* INFORMATION GIVEN:
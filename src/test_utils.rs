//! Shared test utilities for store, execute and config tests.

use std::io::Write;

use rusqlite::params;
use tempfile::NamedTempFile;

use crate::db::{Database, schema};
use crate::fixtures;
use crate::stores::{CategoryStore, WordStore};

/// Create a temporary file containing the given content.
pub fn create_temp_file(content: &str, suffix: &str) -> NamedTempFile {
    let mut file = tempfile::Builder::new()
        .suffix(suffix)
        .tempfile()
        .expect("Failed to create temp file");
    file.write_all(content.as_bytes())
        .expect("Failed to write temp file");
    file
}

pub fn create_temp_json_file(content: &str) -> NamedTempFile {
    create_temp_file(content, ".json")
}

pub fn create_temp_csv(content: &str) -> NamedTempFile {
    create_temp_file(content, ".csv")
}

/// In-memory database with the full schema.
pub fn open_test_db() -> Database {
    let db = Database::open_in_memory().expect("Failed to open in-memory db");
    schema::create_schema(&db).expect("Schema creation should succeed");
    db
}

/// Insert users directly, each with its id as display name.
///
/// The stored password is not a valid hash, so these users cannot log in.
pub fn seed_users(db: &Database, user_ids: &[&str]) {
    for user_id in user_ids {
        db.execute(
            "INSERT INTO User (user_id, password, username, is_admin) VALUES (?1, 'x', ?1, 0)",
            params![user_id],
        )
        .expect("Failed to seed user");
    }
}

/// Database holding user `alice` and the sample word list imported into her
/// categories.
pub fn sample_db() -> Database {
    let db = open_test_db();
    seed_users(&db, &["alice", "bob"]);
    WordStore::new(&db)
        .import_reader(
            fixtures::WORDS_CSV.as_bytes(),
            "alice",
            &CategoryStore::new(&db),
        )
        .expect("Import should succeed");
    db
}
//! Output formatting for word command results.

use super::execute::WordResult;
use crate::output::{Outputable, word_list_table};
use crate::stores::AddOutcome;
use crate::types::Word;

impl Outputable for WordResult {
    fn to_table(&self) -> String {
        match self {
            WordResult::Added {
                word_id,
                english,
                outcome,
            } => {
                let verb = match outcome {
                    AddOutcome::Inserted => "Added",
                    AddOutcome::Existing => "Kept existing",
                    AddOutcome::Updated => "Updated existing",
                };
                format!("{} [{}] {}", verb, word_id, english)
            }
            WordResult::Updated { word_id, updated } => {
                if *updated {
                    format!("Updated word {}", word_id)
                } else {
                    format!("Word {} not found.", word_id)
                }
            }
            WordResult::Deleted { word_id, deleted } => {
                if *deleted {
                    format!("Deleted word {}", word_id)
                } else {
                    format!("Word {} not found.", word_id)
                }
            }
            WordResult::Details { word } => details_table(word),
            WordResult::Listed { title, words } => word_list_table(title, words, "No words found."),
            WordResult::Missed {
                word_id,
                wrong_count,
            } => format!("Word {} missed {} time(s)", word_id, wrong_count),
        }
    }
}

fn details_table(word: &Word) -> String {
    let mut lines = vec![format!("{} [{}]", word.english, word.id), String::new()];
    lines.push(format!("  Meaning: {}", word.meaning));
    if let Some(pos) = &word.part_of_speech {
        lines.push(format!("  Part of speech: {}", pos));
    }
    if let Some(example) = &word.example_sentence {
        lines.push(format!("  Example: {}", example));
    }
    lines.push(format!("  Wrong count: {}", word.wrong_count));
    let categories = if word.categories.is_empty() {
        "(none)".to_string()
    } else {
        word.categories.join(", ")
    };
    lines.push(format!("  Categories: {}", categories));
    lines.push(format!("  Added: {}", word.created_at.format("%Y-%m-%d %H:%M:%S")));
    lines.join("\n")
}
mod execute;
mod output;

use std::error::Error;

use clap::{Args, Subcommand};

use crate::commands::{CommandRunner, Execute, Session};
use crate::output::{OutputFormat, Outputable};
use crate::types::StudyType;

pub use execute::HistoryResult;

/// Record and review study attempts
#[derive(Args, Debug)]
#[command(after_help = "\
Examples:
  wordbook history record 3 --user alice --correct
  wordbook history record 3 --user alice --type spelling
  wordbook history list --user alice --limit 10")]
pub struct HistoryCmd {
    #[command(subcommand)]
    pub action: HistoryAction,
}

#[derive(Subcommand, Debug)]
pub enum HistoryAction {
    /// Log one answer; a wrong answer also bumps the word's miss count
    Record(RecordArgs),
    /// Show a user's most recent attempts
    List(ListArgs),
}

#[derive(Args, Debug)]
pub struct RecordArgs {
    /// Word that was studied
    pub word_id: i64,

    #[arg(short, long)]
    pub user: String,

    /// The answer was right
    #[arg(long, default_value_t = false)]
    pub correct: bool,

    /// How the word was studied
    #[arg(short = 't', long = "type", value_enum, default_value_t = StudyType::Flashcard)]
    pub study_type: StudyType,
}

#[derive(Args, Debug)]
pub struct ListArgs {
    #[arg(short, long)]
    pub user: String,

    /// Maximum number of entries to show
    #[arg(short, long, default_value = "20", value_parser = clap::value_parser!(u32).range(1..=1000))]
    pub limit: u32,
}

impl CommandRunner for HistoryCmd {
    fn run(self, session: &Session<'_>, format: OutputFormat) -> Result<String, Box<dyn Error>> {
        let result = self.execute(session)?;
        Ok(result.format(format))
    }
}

* REQUIRED WORK:
The number of lines in the records that include "long" is what is needed, with no other words.

* ANSWER FOR THIS EXERCISE:
5